Clinical Implications

  • The authors presented very long follow up on the phase III EORTC 26951 trial, which evaluated adjuvant PCV in patients with newly diagnosed anaplastic oligodendrogliomas. Their persistence and commitment should be commended.
  • Since the trial's initial design, the discovery of molecular markers, specifically the co-deletion of 1p19q, has dramatically altered the discussion of anaplastic oligodendrogliomas. The deletion is found in approximately 60-70% of tumors and results in a dramatically improved response when compared to the tumors without the co-deletion.

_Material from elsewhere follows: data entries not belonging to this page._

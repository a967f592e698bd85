//! Orbfield Core - Foundational types for the Orbfield simulation
//!
//! This crate provides the types that all other Orbfield crates depend on:
//! - `Vec3`, `Hsl`, `HslRange` - Spatial and color types
//! - `SimulationParams` - The host-owned parameter snapshot
//! - `SettingsStore` - Range-checked parameter source for the host side
//! - `OrbfieldConfig` - Layered TOML configuration
//! - Error types and Result alias

mod config;
mod error;
mod params;
mod settings;
mod types;

pub use config::{
    OrbfieldConfig, RuntimeConfig, ZPhase, DEFAULT_REFRESH_RATE_HZ, DEFAULT_REPORT_INTERVAL_MS,
};
pub use error::{OrbfieldError, Result};
pub use params::{GenerationParams, SimulationParams};
pub use settings::{
    ParameterSource, SettingsStore, MAX_ORB_SIZE_RANGE, ORB_DENSITY_FACTOR_RANGE, XY_SPEED_RANGE,
    Z_DEPTH_RANGE,
};
pub use types::{Hsl, HslChannel, HslRange, NumberRange, Vec3};
//! Surface controller: owns one surface and runs the orb field on it
//!
//! The controller is a small state machine driven by [`Command`]s:
//!
//! ```text
//! Uninitialized --SETUP--> Ready --UPDATE--> Running <--PAUSE/RESUME--> Paused
//!                             |                 |                          |
//!                             +-----------------+---------STOP-------------+--> Stopped
//! Stopped --UPDATE/RESUME--> Running
//! ```
//!
//! Frames are requested from a [`FrameScheduler`]. At most one request is
//! outstanding; a callback whose token does not match it is stale and ignored.

use crate::driver::{FrameDriver, Motion};
use crate::event::OrbEvent;
use crate::event_bus::EventSink;
use crate::message::{Command, ResumeParams};
use crate::scheduler::{FrameRequest, FrameScheduler};
use crate::surface::{Surface, SurfaceHandle};
use orbfield_core::{RuntimeConfig, SimulationParams, ZPhase};
use orbfield_particles::{Orb, OrbRng, OrbSet};

/// Lifecycle of a controller
#[derive(Debug, Clone, Copy, PartialEq, Eq)]
pub enum SurfaceState {
    /// No surface yet
    Uninitialized,
    /// Surface owned, nothing spawned
    Ready,
    /// Frames are being requested and drawn
    Running,
    /// Ticking suspended; orbs and FPS samples kept
    Paused,
    /// Ticking ended until the next UPDATE or RESUME
    Stopped,
}

pub struct SurfaceController<S, F, E> {
    surface: Option<S>,
    driver: Option<FrameDriver>,
    state: SurfaceState,
    scheduler: F,
    events: E,
    pending: Option<FrameRequest>,
    rng: OrbRng,
    z_phase: ZPhase,
    report_interval_ms: f64,
}

impl<S: Surface, F: FrameScheduler, E: EventSink> SurfaceController<S, F, E> {
    pub fn new(config: &RuntimeConfig, scheduler: F, events: E) -> Self {
        let rng = match config.seed {
            Some(seed) => OrbRng::new(seed),
            None => OrbRng::from_time(),
        };
        Self {
            surface: None,
            driver: None,
            state: SurfaceState::Uninitialized,
            scheduler,
            events,
            pending: None,
            rng,
            z_phase: config.z_phase,
            report_interval_ms: config.report_interval_ms,
        }
    }

    /// Apply one command. Commands that make no sense in the current state
    /// are logged and dropped.
    pub fn handle(&mut self, command: Command<S>) {
        match command {
            Command::Setup(handle) => self.setup(handle),
            Command::Update(params) => self.update(params),
            Command::Stop => self.stop(),
            Command::Pause => self.pause(),
            Command::Resume(params) => self.resume(params),
        }
    }

    /// Run the frame for `request` at `timestamp_ms`.
    ///
    /// Ignored unless `request` is the outstanding one and the controller is
    /// running. Requests the next frame afterwards.
    pub fn on_frame(&mut self, request: FrameRequest, timestamp_ms: f64) {
        if self.pending != Some(request) {
            tracing::trace!(frame = request.id(), "stale frame callback ignored");
            return;
        }
        self.pending = None;
        if self.state != SurfaceState::Running {
            return;
        }

        let (Some(surface), Some(driver)) = (self.surface.as_mut(), self.driver.as_mut()) else {
            return;
        };

        let (width, height) = (surface.width(), surface.height());
        if driver.set().dimensions() != (width, height) {
            tracing::debug!(width, height, "surface resized, respawning orbs");
            let generation = *driver.set().generation();
            driver.replace_set(OrbSet::build(
                width,
                height,
                &generation,
                self.z_phase,
                &mut self.rng,
            ));
        }

        match surface.context() {
            Some(ctx) => {
                if let Some(fps) = driver.tick(timestamp_ms, ctx, width, height) {
                    self.events.emit(OrbEvent::FpsReport { fps });
                }
            }
            None => tracing::warn!("drawing context lost, skipping frame"),
        }

        self.request_frame();
    }

    pub fn state(&self) -> SurfaceState {
        self.state
    }

    /// The current orbs, empty until the first UPDATE
    pub fn orbs(&self) -> &[Orb] {
        self.driver.as_ref().map(|d| d.orbs()).unwrap_or(&[])
    }

    pub fn motion(&self) -> Option<Motion> {
        self.driver.as_ref().map(|d| d.motion())
    }

    /// The frame request the controller is waiting on
    pub fn pending_frame(&self) -> Option<FrameRequest> {
        self.pending
    }

    pub fn surface(&self) -> Option<&S> {
        self.surface.as_ref()
    }

    pub fn surface_mut(&mut self) -> Option<&mut S> {
        self.surface.as_mut()
    }

    pub fn scheduler(&self) -> &F {
        &self.scheduler
    }

    pub fn scheduler_mut(&mut self) -> &mut F {
        &mut self.scheduler
    }

    pub fn events(&self) -> &E {
        &self.events
    }

    pub fn events_mut(&mut self) -> &mut E {
        &mut self.events
    }

    fn setup(&mut self, handle: SurfaceHandle<S>) {
        if self.surface.is_some() {
            tracing::debug!("surface already attached, ignoring SETUP");
            return;
        }
        let surface = handle.into_surface();
        tracing::info!(
            width = surface.width(),
            height = surface.height(),
            "surface attached"
        );
        self.surface = Some(surface);
        self.state = SurfaceState::Ready;
    }

    fn update(&mut self, params: SimulationParams) {
        let Some(surface) = self.surface.as_mut() else {
            tracing::debug!("UPDATE before SETUP ignored");
            return;
        };
        if surface.context().is_none() {
            tracing::warn!("drawing context unavailable, dropping UPDATE");
            return;
        }
        let (width, height) = (surface.width(), surface.height());

        self.cancel_pending();
        let set = OrbSet::build(
            width,
            height,
            &params.generation(),
            self.z_phase,
            &mut self.rng,
        );
        tracing::debug!(orbs = set.len(), width, height, "orb set built");

        let motion = Motion {
            xy_speed: params.xy_speed,
            z_depth: params.z_depth,
        };
        match self.driver.as_mut() {
            Some(driver) => {
                driver.replace_set(set);
                driver.set_motion(motion);
                driver.reset_clock();
            }
            None => self.driver = Some(FrameDriver::new(set, motion, self.report_interval_ms)),
        }
        self.start();
    }

    fn stop(&mut self) {
        match self.state {
            SurfaceState::Ready | SurfaceState::Running | SurfaceState::Paused => {
                self.cancel_pending();
                self.state = SurfaceState::Stopped;
                tracing::info!("stopped");
            }
            state => tracing::debug!(?state, "STOP ignored"),
        }
    }

    fn pause(&mut self) {
        if self.state != SurfaceState::Running {
            tracing::debug!(state = ?self.state, "PAUSE ignored");
            return;
        }
        self.cancel_pending();
        self.state = SurfaceState::Paused;
        tracing::info!("paused");
    }

    fn resume(&mut self, params: ResumeParams) {
        if !matches!(self.state, SurfaceState::Paused | SurfaceState::Stopped) {
            tracing::debug!(state = ?self.state, "RESUME ignored");
            return;
        }
        // Stopped before the first UPDATE: nothing spawned yet
        let Some(driver) = self.driver.as_mut() else {
            self.update(params.resolve(SimulationParams::default().z_depth));
            return;
        };
        let Some(surface) = self.surface.as_mut() else {
            return;
        };
        if surface.context().is_none() {
            tracing::warn!("drawing context unavailable, dropping RESUME");
            return;
        }

        let params = params.resolve(driver.motion().z_depth);
        let generation = params.generation();
        let (width, height) = (surface.width(), surface.height());
        if !driver.set().is_current(&generation, width, height) {
            tracing::debug!("resent parameters differ, respawning orbs");
            driver.replace_set(OrbSet::build(
                width,
                height,
                &generation,
                self.z_phase,
                &mut self.rng,
            ));
        }
        driver.set_motion(Motion {
            xy_speed: params.xy_speed,
            z_depth: params.z_depth,
        });
        driver.reset_clock();

        self.cancel_pending();
        self.start();
        tracing::info!("resumed");
    }

    fn start(&mut self) {
        self.state = SurfaceState::Running;
        self.request_frame();
    }

    fn request_frame(&mut self) {
        self.pending = Some(self.scheduler.request_frame());
    }

    fn cancel_pending(&mut self) {
        if let Some(request) = self.pending.take() {
            self.scheduler.cancel_frame(request);
        }
    }
}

  • Two trials have now evaluated the use of PCV in anaplastic oligodendrogliomas. RTOG 9402 utilized sequential chemotherapy followed by radiation while the EORTC study employed adjuvant PCV. Up to this point, the results were strikingly similar with improvements in progression free survival though no change in overall survival. With mature data, it appears that patients may benefit from chemotherapy in addition to radiation for this disease when co-deletions of 1p19q are present.
  • Although the authors call for a new standard of care, several questions remain:
    • What is the optimal chemotherapeutic regimen?
    • How should chemotherapy be sequenced with regard to radiation? - sequentially, concurrently, or adjuvantly?
    • How would Temodar compare with PCV?
  • One finding that should not be forgotten is the significant toxicity associated with PCV. In the current trial, only 30% of patients were able to complete the 6 cycles of adjuvant chemotherapy as originally prescribed. Although these results are promising for this difficult diagnosis, many questions remain regarding the optimal treatment. Additional prospective studies evaluating the impact of Temodar as well as the optimal timing of chemotherapy with radiation are needed.